Trulieve appointed co-founder Jason Pernell as president. It also appointed Ryan Blust as interim Chief Financial Officer while it searches for someone to serve as CFO on a regular basis.
Trulieve also recently announced the launch of a hemp-based THC drink called Onward.
Verano (VRNOF)
Verano recently reported $218 million in fourth-quarter revenue, an 8% decline compared to the year before. The decline was driven primarily by an increase in promotional activity and price compression in key markets. Sales were up 1% over the prior quarter.
The company reported earnings per share of four cents, which beat guidance. It posted net operating cash of $44 million.
For all of 2024, revenue was $879 million, a 6% decline year over year. Net losses for the year were $342 million. Net operating cash was $112 million.
Given the challenges in the sector, Verano will be in hunker-down mode this year. “We do not anticipate undertaking major capital spending projects in 2025,” said CEO George Archos in the earnings call. “Our investments will focus on strengthening our core business, implementing automation and efficiency projects, targeted retail refreshes, and a leaner pipeline of new store openings.”
Along these lines, Verano cut ties with a cannabis store in Arkansas and sold the real estate leased by the store for a profit.
However, Verano will open more stores this year in Connecticut, Ohio and Florida. It will also consider buyouts. “We will continue to selectively explore accretive M&A opportunities as we anticipate further industry consolidation in the future, given current market conditions that have challenged many operators,” said Archos.

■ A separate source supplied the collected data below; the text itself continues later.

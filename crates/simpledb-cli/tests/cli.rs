//! End-to-end CLI integration tests for the `sdb` binary.
//!
//! Each test points `--db` at its own temporary directory and exercises the
//! `sdb` binary as a subprocess via `assert_cmd`.

use assert_cmd::Command;
use predicates::prelude::*;
use tempfile::TempDir;

/// Build a `Command` targeting the cargo-built `sdb` binary, rooted at `dir`.
fn sdb(dir: &TempDir) -> Command {
    let mut cmd = Command::cargo_bin("sdb").unwrap();
    cmd.arg("--db").arg(dir.path());
    cmd
}

#[test]
fn create_insert_select_one_shot() {
    let tmp = TempDir::new().unwrap();

    sdb(&tmp)
        .args(["-e", "CREATE TABLE users (id INTEGER PRIMARY KEY, email VARCHAR(255))"])
        .assert()
        .success();

    sdb(&tmp)
        .args(["-e", "INSERT INTO users (id, email) VALUES (1, 'a@b.com')"])
        .assert()
        .success();

    sdb(&tmp)
        .args(["-e", "SELECT * FROM users"])
        .assert()
        .success()
        .stdout(predicate::str::contains("a@b.com"));
}

#[test]
fn json_output_is_valid_json() {
    let tmp = TempDir::new().unwrap();

    sdb(&tmp)
        .args(["-e", "CREATE TABLE t (id INTEGER PRIMARY KEY)"])
        .assert()
        .success();

    let output = sdb(&tmp)
        .args(["-e", "INSERT INTO t (id) VALUES (1)", "--json"])
        .output()
        .unwrap();
    assert!(output.status.success());
    let parsed: serde_json::Value = serde_json::from_slice(&output.stdout).unwrap();
    assert_eq!(parsed["rows_affected"].as_i64().unwrap(), 1);

    let output = sdb(&tmp)
        .args(["-e", "SELECT * FROM t", "--json"])
        .output()
        .unwrap();
    assert!(output.status.success());
    let parsed: serde_json::Value = serde_json::from_slice(&output.stdout).unwrap();
    assert_eq!(parsed["rows"].as_array().unwrap().len(), 1);
}

#[test]
fn script_file_runs_statements_in_order() {
    let tmp = TempDir::new().unwrap();
    let script_path = tmp.path().join("setup.sql");
    std::fs::write(
        &script_path,
        "CREATE TABLE t (id INTEGER PRIMARY KEY, name VARCHAR(20));\n\
         INSERT INTO t (id, name) VALUES (1, 'a');\n\
         INSERT INTO t (id, name) VALUES (2, 'b');\n",
    )
    .unwrap();

    sdb(&tmp).args(["-f", script_path.to_str().unwrap()]).assert().success();

    sdb(&tmp)
        .args(["-e", "SELECT * FROM t"])
        .assert()
        .success()
        .stdout(predicate::str::contains("2 row"));
}

#[test]
fn syntax_error_exits_nonzero_and_reports_position() {
    let tmp = TempDir::new().unwrap();

    sdb(&tmp)
        .args(["-e", "SELEKT * FROM t"])
        .assert()
        .failure()
        .stderr(predicate::str::contains("Error"));
}

#[test]
fn constraint_violation_exits_nonzero() {
    let tmp = TempDir::new().unwrap();

    sdb(&tmp)
        .args(["-e", "CREATE TABLE t (id INTEGER PRIMARY KEY)"])
        .assert()
        .success();
    sdb(&tmp).args(["-e", "INSERT INTO t (id) VALUES (1)"]).assert().success();

    sdb(&tmp)
        .args(["-e", "INSERT INTO t (id) VALUES (1)", "--json"])
        .assert()
        .failure()
        .stderr(predicate::str::contains("error"));
}

#[test]
fn reopening_db_dir_preserves_schema_and_data() {
    let tmp = TempDir::new().unwrap();

    sdb(&tmp)
        .args(["-e", "CREATE TABLE t (id INTEGER PRIMARY KEY)"])
        .assert()
        .success();
    sdb(&tmp).args(["-e", "INSERT INTO t (id) VALUES (1)"]).assert().success();

    // A fresh process, same --db dir, should see the prior table and row.
    sdb(&tmp)
        .args(["-e", "SELECT * FROM t"])
        .assert()
        .success()
        .stdout(predicate::str::contains("1 row"));
}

The company expects competitive pressure in Maryland following approval of a large number of new licenses. But pricing pressure may ease elsewhere, said CFO Brett Summerer. “We don’t anticipate similar retail declines in Illinois and New Jersey in 2025 compared to last year, given that both states have experienced a decrease in new store openings as those markets continue to mature,” he said in the call.
Verano closed the quarter with $88 million in cash. It recently had over $520 million in debt.
That’s a lot of debt. But its lender recently took collateral holds off most of Verano’s real estate, which opens up opportunities for refinancing to lower the interest rate on its debt.